● BRIEF:
Below are records to write out again, exactly as they read.

━━━━━ RECORDED INFORMATION

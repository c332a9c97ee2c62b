//! Raw network contract.
//!
//! The convolutional tower lives outside this workspace. The search
//! only needs a blocking forward pass over an already-rotated input;
//! everything about symmetries, temperature, and legality is handled
//! by [`crate::Evaluator`].

use gz_core::POLICY_LEN;
use thiserror::Error;

#[derive(Debug, Error)]
pub enum NetError {
    #[error("forward pass failed: {msg}")]
    Forward { msg: String },
}

/// Raw forward-pass output: 362 policy logits and a pre-tanh value.
#[derive(Debug, Clone)]
pub struct NetOutput {
    pub policy: Vec<f32>,
    pub value: f32,
}

/// A blocking, thread-safe forward pass.
///
/// `input` is plane-major, `18 * 361` floats, symmetry already
/// applied. Implementations may serialize or batch calls internally;
/// each call must return an output consistent with its input. Weights
/// are constant for the lifetime of a search.
pub trait Network: Send + Sync {
    fn forward(&self, input: &[f32]) -> Result<NetOutput, NetError>;
}

/// Flat policy and neutral value (baseline stub).
#[derive(Debug, Clone, Copy, Default)]
pub struct UniformNetwork;

impl Network for UniformNetwork {
    fn forward(&self, _input: &[f32]) -> Result<NetOutput, NetError> {
        Ok(NetOutput {
            policy: vec![0.0; POLICY_LEN],
            value: 0.0,
        })
    }
}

━━━━━━━━━━

● RESULT:
repository c332a9c97ee2c62b
//! Raw network contract.
//!
//! The convolutional tower lives outside this workspace. The search
//! only needs a blocking forward pass over an already-rotated input;
//! everything about symmetries, temperature, and legality is handled
//! by [`crate::Evaluator`].

use gz_core::POLICY_LEN;
use thiserror::Error;

#[derive(Debug, Error)]
pub enum NetError {
    #[error("forward pass failed: {msg}")]
    Forward { msg: String },
}

/// Raw forward-pass output: 362 policy logits and a pre-tanh value.
#[derive(Debug, Clone)]
pub struct NetOutput {
    pub policy: Vec<f32>,
    pub value: f32,
}

/// A blocking, thread-safe forward pass.
///
/// `input` is plane-major, `18 * 361` floats, symmetry already
/// applied. Implementations may serialize or batch calls internally;
/// each call must return an output consistent with its input. Weights
/// are constant for the lifetime of a search.
pub trait Network: Send + Sync {
    fn forward(&self, input: &[f32]) -> Result<NetOutput, NetError>;
}

/// Flat policy and neutral value (baseline stub).
#[derive(Debug, Clone, Copy, Default)]
pub struct UniformNetwork;

impl Network for UniformNetwork {
    fn forward(&self, _input: &[f32]) -> Result<NetOutput, NetError> {
        Ok(NetOutput {
            policy: vec![0.0; POLICY_LEN],
            value: 0.0,
        })
    }
}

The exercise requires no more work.